Therein then lies the gravest challenge for the government – with its foes ever ready to weaponise the pains in the land; and demonise its gains with unending shrieks and anguish. While the opposition must play its politics – the government itself would have acted same in their shoes – President Tinubu must buckle down to further taming inflation, at least on food items and transport costs.

In fairness, food inflation is climbing down. But in many areas, it’s still higher than wages. That means the wage of many – if not most workers – can’t really take them home. Whoever listens to tales – no matter how sweet! – on rumbling tummy!

That grim reality may have prompted a N330 billion safety net conditional cash transfer to eight million poorest Nigerian households – very laudable! But until the cash ease is felt by those at the top of the poverty scale and the vanishing middle class, the government will still stay condemned to serenading its glorious statistics, with not a few looking askance.

Other areas the government can do far better are electricity – and security. But first, this presidential admission: ‘We do not have enough electricity to power our industries and homes today’ – candid!

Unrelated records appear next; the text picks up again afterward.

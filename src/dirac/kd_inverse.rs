//! The Kähler-Dirac block inverse `Xinv`.
//!
//! The lattice is tiled by 2⁴ hypercubes. Restricting `M = 2m − D` to the links
//! internal to one hypercube gives a dense block of dimension
//! `16 · n_color` (48 for SU(3)); `Xinv` stores the inverse of every block,
//! indexed by the coarse site `x / 2`.
//!
//! Within a block, rows are ordered by the hypercube corner
//! `c = Σ_μ (x_μ mod 2) · 2^μ` and then by colour.

use super::Dagger;
use crate::{
    error::{Error, ErrorKind},
    field::{Precision, SpinorField},
    lattice::{GaugeField, staggered_phase},
};
use faer::{Accum, Mat, Par, c64, linalg::matmul::matmul, prelude::*};

/// Largest accepted `max |B · Xinv − I|` for a freshly built block inverse.
pub const BLOCK_INVERSE_TOLERANCE: f64 = 1e-8;

/// Flops of one `Xinv` application per 5-d fine site.
pub fn xinv_flops(volume: u64) -> u64 {
    (8 * 48 - 2) * 48 * volume / 16
}

/// Dense inverse of every 2⁴ hypercube block of the staggered operator.
#[derive(Clone, Debug)]
pub struct KdInverse {
    fine_dims: [usize; 4],
    coarse_dims: [usize; 4],
    n_color: usize,
    precision: Precision,
    blocks: Vec<Mat<c64>>,
}

/// Precision used to store `Xinv`: the override if given, else the gauge
/// precision, clamped to `[Half, Single]`.
pub fn xinv_precision(gauge: Precision, override_precision: Option<Precision>) -> Precision {
    override_precision
        .unwrap_or(gauge)
        .clamp(Precision::Half, Precision::Single)
}

#[inline]
fn corner(x: [usize; 4]) -> usize {
    (0..4).map(|mu| (x[mu] % 2) << mu).sum()
}

impl KdInverse {
    /// Build `Xinv` for the given gauge field and mass.
    pub fn build(
        gauge: &GaugeField,
        mass: f64,
        override_precision: Option<Precision>,
    ) -> Result<Self, Error> {
        for (mu, &extent) in gauge.dims.iter().enumerate() {
            if extent % 2 != 0 || extent == 0 {
                return Err(ErrorKind::OddExtent { mu, extent }.into());
            }
        }
        let n_color = 3;
        let precision = xinv_precision(gauge.precision, override_precision);
        let coarse_dims = gauge.dims.map(|d| d / 2);
        let n_blocks: usize = coarse_dims.iter().product();
        let dim = 16 * n_color;
        let identity = Mat::<c64>::identity(dim, dim);

        let mut blocks = Vec::with_capacity(n_blocks);
        for block in 0..n_blocks {
            let origin = block_origin(block, coarse_dims);
            let b = block_matrix(gauge, mass, origin, n_color);
            let inverse = b.partial_piv_lu().solve(&identity);

            let residual = (&b * &inverse - &identity).norm_max();
            if !inverse.as_ref().is_all_finite() || !(residual <= BLOCK_INVERSE_TOLERANCE) {
                return Err(ErrorKind::BlockInverse { block, residual }.into());
            }

            blocks.push(Mat::from_fn(dim, dim, |i, j| {
                precision.quantize(inverse[(i, j)])
            }));
        }

        log::debug!(
            "Built Kähler-Dirac inverse: {} blocks of dimension {} at {:?} precision",
            n_blocks,
            dim,
            precision
        );

        Ok(Self {
            fine_dims: gauge.dims,
            coarse_dims,
            n_color,
            precision,
            blocks,
        })
    }

    pub fn precision(&self) -> Precision {
        self.precision
    }

    /// Extents of the coarse lattice (half the fine extents).
    pub fn coarse_dims(&self) -> [usize; 4] {
        self.coarse_dims
    }

    /// Dimension of a single block, `16 · n_color`.
    pub fn block_dim(&self) -> usize {
        16 * self.n_color
    }

    pub fn block(&self, index: usize) -> &Mat<c64> {
        &self.blocks[index]
    }

    /// `out = Xinv in` or `out = Xinv† in`, slice by slice in the fifth dimension.
    pub fn apply(
        &self,
        out: &mut SpinorField,
        input: &SpinorField,
        dagger: Dagger,
    ) -> Result<(), Error> {
        let geometry = input.geometry();
        if geometry.dims() != self.fine_dims || geometry.n_color != self.n_color {
            return Err(ErrorKind::VolumeMismatch {
                spinor: geometry.volume() / geometry.ls(),
                gauge: self.fine_dims.iter().product(),
            }
            .into());
        }
        out.check_compatible(input)?;

        let nc = self.n_color;
        let dim = self.block_dim();
        let vol4: usize = self.fine_dims.iter().product();
        let out_precision = out.geometry().precision;
        let src = input.as_slice();
        let dst = out.as_mut_slice();

        // Fine-field index of every block row.
        let mut gather = vec![0usize; dim];
        let mut local = Mat::<c64>::zeros(dim, 1);
        let mut result = Mat::<c64>::zeros(dim, 1);
        let one = c64::new(1.0, 0.0);

        for s in 0..geometry.ls() {
            let offset = s * vol4 * nc;
            for (block, xinv) in self.blocks.iter().enumerate() {
                let origin = block_origin(block, self.coarse_dims);
                for c in 0..16 {
                    let x = corner_site(origin, c);
                    let site = site_index(x, self.fine_dims);
                    for color in 0..nc {
                        gather[c * nc + color] = offset + site * nc + color;
                    }
                }
                for (i, &g) in gather.iter().enumerate() {
                    local[(i, 0)] = src[g];
                }
                match dagger {
                    Dagger::No => matmul(
                        result.as_mut(),
                        Accum::Replace,
                        xinv.as_ref(),
                        local.as_ref(),
                        one,
                        Par::Seq,
                    ),
                    Dagger::Yes => matmul(
                        result.as_mut(),
                        Accum::Replace,
                        xinv.adjoint(),
                        local.as_ref(),
                        one,
                        Par::Seq,
                    ),
                }
                for (i, &g) in gather.iter().enumerate() {
                    dst[g] = out_precision.quantize(result[(i, 0)]);
                }
            }
        }
        Ok(())
    }
}

fn block_origin(block: usize, coarse_dims: [usize; 4]) -> [usize; 4] {
    let mut rest = block;
    let mut x = [0; 4];
    for (xi, &d) in x.iter_mut().zip(coarse_dims.iter()) {
        *xi = 2 * (rest % d);
        rest /= d;
    }
    x
}

fn corner_site(origin: [usize; 4], c: usize) -> [usize; 4] {
    let mut x = origin;
    for (mu, xi) in x.iter_mut().enumerate() {
        *xi += (c >> mu) & 1;
    }
    x
}

fn site_index(x: [usize; 4], dims: [usize; 4]) -> usize {
    x[0] + dims[0] * (x[1] + dims[1] * (x[2] + dims[2] * x[3]))
}

/// The block of `2m − D` on the hypercube at `origin`, internal links only.
///
/// A forward hop is internal when `x_μ` is even and a backward hop when `x_μ`
/// is odd, so periodic wrap-around links never enter even when an extent is 2.
fn block_matrix(gauge: &GaugeField, mass: f64, origin: [usize; 4], nc: usize) -> Mat<c64> {
    let dim = 16 * nc;
    let mut b = Mat::<c64>::zeros(dim, dim);
    for i in 0..dim {
        b[(i, i)] = c64::new(2.0 * mass, 0.0);
    }
    for cx in 0..16 {
        let x = corner_site(origin, cx);
        debug_assert_eq!(corner(x), cx);
        for mu in 0..4 {
            let eta = staggered_phase(x, mu);
            if x[mu] % 2 == 0 {
                let cy = cx | (1 << mu);
                let u = gauge.link(x, mu);
                for a in 0..nc {
                    for bb in 0..nc {
                        b[(cx * nc + a, cy * nc + bb)] -= u.m[a][bb] * eta;
                    }
                }
            } else {
                let cy = cx & !(1 << mu);
                let y = corner_site(origin, cy);
                let u = gauge.link(y, mu);
                for a in 0..nc {
                    for bb in 0..nc {
                        b[(cx * nc + a, cy * nc + bb)] += u.m[bb][a].conj() * eta;
                    }
                }
            }
        }
    }
    b
}

#[cfg(test)]
mod tests {
    use super::*;
    use crate::{
        dirac::{Dirac, StaggeredDirac},
        field::FieldGeometry,
    };
    use std::sync::Arc;

    #[test]
    fn precision_is_clamped() {
        assert_eq!(xinv_precision(Precision::Double, None), Precision::Single);
        assert_eq!(xinv_precision(Precision::Quarter, None), Precision::Half);
        assert_eq!(
            xinv_precision(Precision::Double, Some(Precision::Half)),
            Precision::Half
        );
    }

    #[test]
    fn odd_extent_is_rejected() {
        let gauge = GaugeField::cold_start([2, 3, 2, 2], Precision::Single);
        let err = KdInverse::build(&gauge, 0.1, None).unwrap_err();
        assert!(matches!(err.kind(), ErrorKind::OddExtent { mu: 1, extent: 3 }));
    }

    #[test]
    fn xinv_inverts_the_blocked_operator() {
        // Links leaving a site with odd x_mu cross a hypercube boundary. With all
        // of them zeroed the staggered operator is block diagonal and Xinv·M = I.
        let mut gauge = GaugeField::random([4, 2, 2, 2], Precision::Double, 21);
        for site in 0..gauge.volume() {
            let x = gauge.site_coords(site);
            for mu in 0..4 {
                if x[mu] % 2 == 1 {
                    gauge.set_link(x, mu, crate::lattice::Su3Matrix::ZERO);
                }
            }
        }
        let mass = 0.2;
        let xinv = KdInverse::build(&gauge, mass, Some(Precision::Double)).unwrap();
        assert_eq!(xinv.block_dim(), 48);
        assert_eq!(xinv.coarse_dims(), [2, 1, 1, 1]);

        let geometry = FieldGeometry::staggered(gauge.dims, 1, 3, Precision::Double);
        let x = SpinorField::random(&geometry, 3);
        let mut mx = SpinorField::zeros(&geometry);
        let mut back = SpinorField::zeros(&geometry);

        let dirac = StaggeredDirac::new(Arc::new(gauge), mass);
        dirac.m(&mut mx, &x).unwrap();
        xinv.apply(&mut back, &mx, Dagger::No).unwrap();
        back.axpy(-1.0, &x);
        // Xinv is stored at single precision.
        assert!(back.norm() / x.norm() < 1e-5);
    }

    #[test]
    fn dagger_applies_conjugate_transpose() {
        let gauge = GaugeField::random([2, 2, 2, 2], Precision::Double, 5);
        let xinv = KdInverse::build(&gauge, 0.1, None).unwrap();
        let geometry = FieldGeometry::staggered(gauge.dims, 2, 3, Precision::Double);
        let x = SpinorField::random(&geometry, 1);
        let y = SpinorField::random(&geometry, 2);
        let mut ax = SpinorField::zeros(&geometry);
        let mut ady = SpinorField::zeros(&geometry);
        xinv.apply(&mut ax, &x, Dagger::No).unwrap();
        xinv.apply(&mut ady, &y, Dagger::Yes).unwrap();
        assert!((y.c_dot(&ax) - ady.c_dot(&x)).norm() < 1e-10);
    }
}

Yet, it must be admitted: power appears generally more stable but not at that level that should sustainably power an economy to heights never seen. President Tinubu should take power as a personal challenge. The economy can’t hit US$ 1 trillion by 2031 with shambolic electricity.

On security, there have also been significant improvements. But such is the asymmetrical warfare of terror that it takes one terror hit, in one month, to rubbish the security progress of the last three years. The government should therefore keep pressing hard to root out these mindless felons.

Federalising the Police is critical to the new security beginning. The president, to be sure, has shown doughty commitment to state police. But he should use his bully pulpit to push state houses of assembly beyond the finishing line.

Across the board, the fundamentals are changing for the better. So, organised Labour, instead of ‘Aluta’ fixation with wage increases, should closely follow the numbers, galvanise their members to mega-productivity, in concert with the emerging better fundamentals. If, for instance, the economy expands four-fold, no government can dispute doubling wages as of right, citing the bogey of inflation. If they do, Labour can butt them down with clinical numbers. Now, is the time to start tracking and acting. As it is now, sans the political aristocrats, about everyone is underpaid in this economy.

As the president said, Nigeria since 1960 has gone through good and bad times. But for once, from these reform pains, a promising window appears opening to get it right. We – the government and the people – must ensure we don’t clap that window shut.